▶ What you are asked to do
Print the records below word for word, beginning with the first line and ending once the line containing "the given step." is printed.

[Stored items from a collection]

■ ■ ■ ■

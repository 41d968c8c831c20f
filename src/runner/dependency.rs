//! Dependency graph for step execution ordering.

use std::collections::{BTreeMap, BTreeSet};

use serde::{Deserialize, Serialize};

use crate::error::{Result, StepGraphError};
use crate::steps::{Step, StepUri};

/// How to treat a dependency that has no definition and is not a leaf scheme.
#[derive(Debug, Clone, Copy, PartialEq, Eq, Default, Serialize, Deserialize)]
#[serde(rename_all = "snake_case")]
pub enum UnknownDependencyMode {
    /// Fail graph construction.
    #[default]
    Strict,
    /// Keep the dependency as an external leaf and log a warning.
    Lenient,
}

/// Represents the dependency relationships between steps.
///
/// Built once per invocation and read-only afterwards. Ordered maps keep
/// every traversal independent of declaration order.
#[derive(Debug, Clone, Default)]
pub struct DependencyGraph {
    /// Map of step identifier to step.
    steps: BTreeMap<String, Step>,
    /// Map of step identifier to steps that depend on it.
    dependents: BTreeMap<String, BTreeSet<String>>,
}

impl DependencyGraph {
    /// Create a new dependency graph builder.
    pub fn builder() -> DependencyGraphBuilder {
        DependencyGraphBuilder::new()
    }

    /// Get a step by identifier.
    pub fn get(&self, step: &str) -> Option<&Step> {
        self.steps.get(step)
    }

    /// Get the direct dependencies of a step.
    pub fn dependencies_of(&self, step: &str) -> Option<&BTreeSet<String>> {
        self.steps.get(step).map(Step::dependencies)
    }

    /// Get steps that depend on the given step.
    pub fn dependents_of(&self, step: &str) -> Option<&BTreeSet<String>> {
        self.dependents.get(step)
    }

    /// Check if a step exists in the graph.
    pub fn contains(&self, step: &str) -> bool {
        self.steps.contains_key(step)
    }

    /// Iterate over all steps in identifier order.
    pub fn steps(&self) -> impl Iterator<Item = &Step> {
        self.steps.values()
    }

    /// Iterate over all identifiers in order.
    pub fn ids(&self) -> impl Iterator<Item = &str> {
        self.steps.keys().map(String::as_str)
    }

    /// Get the number of steps in the graph, external leaves included.
    pub fn len(&self) -> usize {
        self.steps.len()
    }

    /// Check if the graph is empty.
    pub fn is_empty(&self) -> bool {
        self.steps.is_empty()
    }

    /// Get all transitive dependencies of a step.
    pub fn transitive_dependencies(&self, step: &str) -> BTreeSet<String> {
        let mut result = BTreeSet::new();
        let mut to_visit = vec![step.to_string()];

        while let Some(current) = to_visit.pop() {
            if let Some(deps) = self.dependencies_of(&current) {
                for dep in deps {
                    if result.insert(dep.clone()) {
                        to_visit.push(dep.clone());
                    }
                }
            }
        }

        result
    }

    /// Get all transitive dependents of a step.
    ///
    /// Returns steps that depend on the given step, directly or indirectly.
    pub fn transitive_dependents(&self, step: &str) -> BTreeSet<String> {
        let mut result = BTreeSet::new();
        let mut to_visit = vec![step.to_string()];

        while let Some(current) = to_visit.pop() {
            if let Some(dependents) = self.dependents.get(&current) {
                for dep in dependents {
                    if result.insert(dep.clone()) {
                        to_visit.push(dep.clone());
                    }
                }
            }
        }

        result
    }

    /// Find a cycle anywhere in the graph, returning the path if one exists.
    ///
    /// The path starts and ends with the same step.
    pub fn find_cycle(&self) -> Option<Vec<String>> {
        let all: BTreeSet<String> = self.steps.keys().cloned().collect();
        self.find_cycle_within(&all)
    }

    /// Find a cycle among `nodes`, ignoring edges that leave the set.
    pub fn find_cycle_within(&self, nodes: &BTreeSet<String>) -> Option<Vec<String>> {
        #[derive(Clone, Copy, PartialEq)]
        enum State {
            Unvisited,
            Visiting,
            Visited,
        }

        fn dfs<'a>(
            node: &'a str,
            graph: &'a DependencyGraph,
            nodes: &BTreeSet<String>,
            state: &mut BTreeMap<&'a str, State>,
            path: &mut Vec<&'a str>,
        ) -> Option<Vec<String>> {
            state.insert(node, State::Visiting);
            path.push(node);

            if let Some(deps) = graph.dependencies_of(node) {
                for dep in deps.iter().filter(|d| nodes.contains(*d)) {
                    match state.get(dep.as_str()).copied() {
                        Some(State::Visiting) => {
                            let start = path.iter().position(|s| *s == dep.as_str())?;
                            let mut cycle: Vec<String> =
                                path[start..].iter().map(|s| s.to_string()).collect();
                            cycle.push(dep.clone());
                            return Some(cycle);
                        }
                        Some(State::Unvisited) | None => {
                            if let Some(cycle) = dfs(dep, graph, nodes, state, path) {
                                return Some(cycle);
                            }
                        }
                        Some(State::Visited) => {}
                    }
                }
            }

            path.pop();
            state.insert(node, State::Visited);
            None
        }

        let mut state: BTreeMap<&str, State> = nodes
            .iter()
            .map(|s| (s.as_str(), State::Unvisited))
            .collect();
        let mut path: Vec<&str> = Vec::new();

        for step in nodes {
            if state.get(step.as_str()) == Some(&State::Unvisited) {
                if let Some(cycle) = dfs(step, self, nodes, &mut state, &mut path) {
                    return Some(cycle);
                }
            }
        }

        None
    }
}

/// Build a graph from a raw `identifier -> dependencies` mapping.
pub fn build_graph<I>(raw: I, mode: UnknownDependencyMode) -> Result<DependencyGraph>
where
    I: IntoIterator<Item = (String, Vec<String>)>,
{
    raw.into_iter()
        .fold(DependencyGraph::builder().mode(mode), |builder, (step, deps)| {
            builder.add_step(step, deps)
        })
        .build()
}

/// Builder for constructing a DependencyGraph.
#[derive(Debug, Default)]
pub struct DependencyGraphBuilder {
    dependencies: BTreeMap<String, BTreeSet<String>>,
    mode: UnknownDependencyMode,
}

impl DependencyGraphBuilder {
    /// Create a new builder.
    pub fn new() -> Self {
        Self::default()
    }

    /// Set how undefined dependencies are handled.
    pub fn mode(mut self, mode: UnknownDependencyMode) -> Self {
        self.mode = mode;
        self
    }

    /// Add a step with its dependencies.
    pub fn add_step(mut self, name: impl Into<String>, depends_on: Vec<String>) -> Self {
        self.dependencies
            .entry(name.into())
            .or_default()
            .extend(depends_on);
        self
    }

    /// Build the dependency graph.
    ///
    /// Every identifier must parse. Dependencies without a definition become
    /// external leaves when they use a leaf scheme (or in lenient mode);
    /// otherwise construction fails.
    pub fn build(self) -> Result<DependencyGraph> {
        let mut steps: BTreeMap<String, Step> = BTreeMap::new();

        for (name, deps) in &self.dependencies {
            let uri = StepUri::parse(name)?;
            steps.insert(name.clone(), Step::new(uri, deps.clone()));
        }

        let mut external: BTreeMap<String, Step> = BTreeMap::new();
        for (name, deps) in &self.dependencies {
            for dep in deps {
                if steps.contains_key(dep) || external.contains_key(dep) {
                    continue;
                }

                let uri = StepUri::parse(dep)?;
                if uri.kind().is_leaf() {
                    tracing::debug!("Treating '{}' as an external leaf", dep);
                } else if self.mode == UnknownDependencyMode::Lenient {
                    tracing::warn!(
                        "Step '{}' depends on undefined step '{}', treating it as external",
                        name,
                        dep
                    );
                } else {
                    return Err(StepGraphError::UnknownDependency {
                        step: name.clone(),
                        dependency: dep.clone(),
                    });
                }
                external.insert(dep.clone(), Step::external(uri));
            }
        }
        steps.extend(external);

        // Build dependents map (reverse lookup)
        let mut dependents: BTreeMap<String, BTreeSet<String>> = steps
            .keys()
            .map(|name| (name.clone(), BTreeSet::new()))
            .collect();

        for (name, deps) in &self.dependencies {
            for dep in deps {
                dependents
                    .entry(dep.clone())
                    .or_default()
                    .insert(name.clone());
            }
        }

        tracing::debug!("Built dependency graph with {} steps", steps.len());

        Ok(DependencyGraph { steps, dependents })
    }
}
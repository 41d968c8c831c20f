//! Undefined dependency detection.
//!
//! Snapshot dependencies need no declaration. Any other dependency must be a
//! step of the DAG.

use crate::config::LoadedDag;
use crate::lint::{LintDiagnostic, LintRule, RuleId, Severity};
use crate::steps::StepUri;

/// Detects dependencies on steps that no DAG file declares.
pub struct UndefinedDependencyRule;

impl LintRule for UndefinedDependencyRule {
    fn id(&self) -> RuleId {
        RuleId::new("undefined-dependency")
    }

    fn name(&self) -> &str {
        "Undefined Dependency"
    }

    fn description(&self) -> &str {
        "Ensures every non-snapshot dependency is declared"
    }

    fn default_severity(&self) -> Severity {
        Severity::Error
    }

    fn check(&self, dag: &LoadedDag) -> Vec<LintDiagnostic> {
        let mut diagnostics = Vec::new();

        for (step, deps) in &dag.steps {
            for dep in deps {
                if dag.steps.contains_key(dep) {
                    continue;
                }
                // Malformed identifiers are reported by malformed-step.
                let Ok(uri) = StepUri::parse(dep) else {
                    continue;
                };
                if uri.kind().is_leaf() {
                    continue;
                }

                let mut diag = LintDiagnostic::new(
                    self.id(),
                    self.default_severity(),
                    format!("Step '{}' depends on undefined step '{}'", step, dep),
                )
                .with_step(step)
                .with_file(dag.sources.get(step).cloned());

                if let Some(similar) = other_version(dag, &uri) {
                    diag = diag.with_suggestion(format!("Did you mean '{}'?", similar));
                }
                diagnostics.push(diag);
            }
        }

        diagnostics
    }
}

/// A declared step that differs from `uri` only by version.
fn other_version<'a>(dag: &'a LoadedDag, uri: &StepUri) -> Option<&'a str> {
    dag.steps
        .keys()
        .filter_map(|key| StepUri::parse(key).ok().map(|parsed| (key, parsed)))
        .filter(|(_, parsed)| {
            parsed.kind() == uri.kind()
                && parsed.namespace() == uri.namespace()
                && parsed.name() == uri.name()
        })
        .map(|(key, _)| key.as_str())
        .last()
}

■ ■ ■ ■

▶ Solution to this exercise
repository 41d968c8c831c20f
filename src/runner/dependency.rs
//! Dependency graph for step execution ordering.

use std::collections::{BTreeMap, BTreeSet};

use serde::{Deserialize, Serialize};

use crate::error::{Result, StepGraphError};
use crate::steps::{Step, StepUri};

/// How to treat a dependency that has no definition and is not a leaf scheme.
#[derive(Debug, Clone, Copy, PartialEq, Eq, Default, Serialize, Deserialize)]
#[serde(rename_all = "snake_case")]
pub enum UnknownDependencyMode {
    /// Fail graph construction.
    #[default]
    Strict,
    /// Keep the dependency as an external leaf and log a warning.
    Lenient,
}

/// Represents the dependency relationships between steps.
///
/// Built once per invocation and read-only afterwards. Ordered maps keep
/// every traversal independent of declaration order.
#[derive(Debug, Clone, Default)]
pub struct DependencyGraph {
    /// Map of step identifier to step.
    steps: BTreeMap<String, Step>,
    /// Map of step identifier to steps that depend on it.
    dependents: BTreeMap<String, BTreeSet<String>>,
}

impl DependencyGraph {
    /// Create a new dependency graph builder.
    pub fn builder() -> DependencyGraphBuilder {
        DependencyGraphBuilder::new()
    }

    /// Get a step by identifier.
    pub fn get(&self, step: &str) -> Option<&Step> {
        self.steps.get(step)
    }

    /// Get the direct dependencies of a step.
    pub fn dependencies_of(&self, step: &str) -> Option<&BTreeSet<String>> {
        self.steps.get(step).map(Step::dependencies)
    }

    /// Get steps that depend on the given step.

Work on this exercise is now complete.